Antonella Sgherzi spiega: «Curare un essere vivente, come una pianta, ha effetti positivi sulle persone affette da un disagio mentale, ad esempio chi soffre di depressione o di disturbi psichiatrici. Chi si prende cura di un vegetale vede che le proprie cure hanno un effetto sulla crescita di un essere vivente e crea nella persona una competenza che le dà autostima e consapevolezza di sé».

Per Marco Ippolito ed Emanuele Lufino l’interesse dei loro follower verso ciò che fanno è dovuto anche ad una nuova consapevolezza delle persone verso i cambiamenti climatici: «Le persone hanno voglia di ricollegarsi alla natura, di aiutare il pianeta in una fase di cambiamento climatico, vogliono sentirsi meno colpevoli».

La psicologa invece non sa se «oggi le persone sentano la necessità di connettersi alla natura, a causa della lontananza da essa di chi vive in città, ma c’è un cambiamento nella consapevolezza delle persone grazie ai movimenti ecologisti. Stiamo sperimentando i cambiamenti climatici e riusciamo a collegare gli allarmi lanciati dalle proteste con ciò che viviamo».

Curare con l’ortoterapia

Il centro diurno Spazio attivo, di cui la psicologa Antonella Sgherzi è coordinatrice, si occupa di riabilitazione di persone con disabilità attraverso l’ortoterapia. Il progetto è iniziato nel 2011 in collaborazione con l’università Tor Vergata di Roma ed è realizzato nel Parco delle Rupicole, all’interno dell’orto botanico universitario.

Le attività svolte durante l’ortoterapia riguardano la realizzazione di un orto vero e proprio: si va dal piantare i semi, al muovere il terreno, al raccogliere e al lavorare i frutti della terra, come quando i fruitori del centro hanno prodotto l’olio.

La coordinatrice spiega: «L’ortoterapia aiuta le persone con disabilità a sviluppare la manualità ed apprendere alcuni concetti, come quello del tempo grazie alla stagionalità dei lavori, difficilmente spiegabili a persone con ritardo cognitivo, ma fornisce anche uno spazio di integrazione sociale a cui spesso chi ha una disabilità non ha accesso».

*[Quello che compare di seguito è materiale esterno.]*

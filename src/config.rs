use std::str::FromStr;

use crate::anticheat::movement::MovementConfig;
use crate::anticheat::validator::AbilityTolerances;
use crate::game::constants::{net, reconcile};
use crate::net::reconciler::ReconcileConfig;

/// Sync guard configuration
#[derive(Debug, Clone)]
pub struct GuardConfig {
    /// Movement anomaly detection thresholds
    pub movement: MovementConfig,
    /// Ability-use tolerances
    pub ability: AbilityTolerances,
    /// Interpolation / extrapolation bounds
    pub reconcile: ReconcileConfig,
    /// Outbound cheat signal channel capacity
    pub signal_buffer: usize,
    /// Render tick rate for replay (Hz)
    pub tick_rate: u32,
    /// Port for the metrics endpoint, disabled when unset
    pub metrics_port: Option<u16>,
}

impl Default for GuardConfig {
    fn default() -> Self {
        Self {
            movement: MovementConfig::default(),
            ability: AbilityTolerances::default(),
            reconcile: ReconcileConfig::default(),
            signal_buffer: net::SIGNAL_BUFFER_SIZE,
            tick_rate: reconcile::TICK_RATE,
            metrics_port: None,
        }
    }
}

/// Parse an env var into `target`, warning and keeping the default on bad input
fn override_from_env<T: FromStr>(name: &str, target: &mut T, valid: impl Fn(&T) -> bool) {
    let Ok(raw) = std::env::var(name) else {
        return;
    };
    match raw.parse::<T>() {
        Ok(parsed) if valid(&parsed) => *target = parsed,
        Ok(_) => tracing::warn!("{} '{}' out of range, using default", name, raw),
        Err(_) => tracing::warn!("Invalid {} '{}', using default", name, raw),
    }
}

impl GuardConfig {
    /// Load config from environment or use defaults
    pub fn load_or_default() -> Self {
        let mut config = Self::default();

        override_from_env("MOVEMENT_THRESHOLD", &mut config.movement.threshold, |v: &f32| {
            v.is_finite() && *v >= 0.0
        });
        override_from_env("CHEAT_TIME", &mut config.movement.cheat_time, |v: &f64| {
            v.is_finite() && *v >= 0.0
        });
        override_from_env("RANGE_TOLERANCE", &mut config.ability.range, |v: &f32| {
            v.is_finite() && *v <= 0.0
        });
        override_from_env("COOLDOWN_TOLERANCE", &mut config.ability.cooldown, |v: &f32| {
            v.is_finite() && *v >= 0.0
        });
        override_from_env("COST_TOLERANCE", &mut config.ability.cost, |v: &f32| {
            v.is_finite() && *v >= 0.0
        });
        override_from_env("MAX_LERP_TIME", &mut config.reconcile.max_lerp_time, |v: &f32| {
            v.is_finite() && *v > 0.0
        });
        override_from_env(
            "MAX_EXTRAPOLATION_TIME",
            &mut config.reconcile.max_extrapolation_time,
            |v: &f32| v.is_finite() && *v >= 0.0,
        );
        override_from_env("SIGNAL_BUFFER", &mut config.signal_buffer, |v: &usize| {
            *v > 0 && *v <= 65536
        });
        override_from_env("TICK_RATE", &mut config.tick_rate, |v: &u32| *v > 0 && *v <= 1000);

        if let Ok(port) = std::env::var("METRICS_PORT") {
            match port.parse::<u16>() {
                Ok(parsed) if parsed > 0 => config.metrics_port = Some(parsed),
                _ => tracing::warn!("Invalid METRICS_PORT '{}', metrics endpoint disabled", port),
            }
        }

        config
    }

    /// Validate configuration after loading
    pub fn validate(&self) -> Result<(), String> {
        if !(self.movement.threshold >= 0.0) {
            return Err("movement threshold must be >= 0".to_string());
        }
        if !(self.movement.cheat_time >= 0.0) {
            return Err("cheat_time must be >= 0".to_string());
        }
        if self.ability.range > 0.0 {
            return Err("range tolerance must be <= 0 (a differential below zero is out of range)".to_string());
        }
        if self.ability.cooldown < 0.0 || self.ability.cost < 0.0 {
            return Err("cooldown and cost tolerances must be >= 0".to_string());
        }
        if !(self.reconcile.max_lerp_time > 0.0) {
            return Err("max_lerp_time must be > 0".to_string());
        }
        if !(self.reconcile.max_extrapolation_time >= 0.0) {
            return Err("max_extrapolation_time must be >= 0".to_string());
        }
        if self.signal_buffer == 0 {
            return Err("signal_buffer must be at least 1".to_string());
        }
        if self.tick_rate == 0 {
            return Err("tick_rate must be at least 1".to_string());
        }
        Ok(())
    }

    /// Render tick length in seconds
    pub fn tick_dt(&self) -> f32 {
        1.0 / self.tick_rate as f32
    }
}

#[cfg(test)]
mod tests {
    use super::*;

    #[test]
    fn test_default_config() {
        let config = GuardConfig::default();
        assert_eq!(config.movement.threshold, 0.5);
        assert_eq!(config.movement.cheat_time, 1.0);
        assert_eq!(config.ability.range, -2.0);
        assert_eq!(config.ability.cooldown, 1.0);
        assert_eq!(config.ability.cost, 2.0);
        assert_eq!(config.reconcile.max_lerp_time, 0.1);
        assert_eq!(config.reconcile.max_extrapolation_time, 0.1);
        assert!(config.metrics_port.is_none());
        assert!(config.validate().is_ok());
    }

    #[test]
    fn test_load_or_default() {
        let config = GuardConfig::load_or_default();
        assert!(config.tick_rate > 0);
    }

    #[test]
    fn test_validate_rejects_positive_range_tolerance() {
        let mut config = GuardConfig::default();
        config.ability.range = 1.0;
        assert!(config.validate().is_err());
    }

    #[test]
    fn test_validate_rejects_zero_lerp_time() {
        let mut config = GuardConfig::default();
        config.reconcile.max_lerp_time = 0.0;
        assert!(config.validate().is_err());

        config.reconcile.max_lerp_time = f32::NAN;
        assert!(config.validate().is_err());
    }

    #[test]
    fn test_tick_dt() {
        let config = GuardConfig {
            tick_rate: 50,
            ..Default::default()
        };
        assert!((config.tick_dt() - 0.02).abs() < 1e-6);
    }
}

Grazie all’ortoterapia gli utenti sono in grado di sviluppare una competenza, quella della cura delle piante e dell’orto, che dà loro autostima e consapevolezza di sé, la psicologa conclude: «L’ortoterapia fa sì che le persone con disabilità, spesso con poca autonomia e accudite dai familiari per tutta la loro vita, riescano a portare a casa una competenza, qualcosa che è frutto del loro lavoro».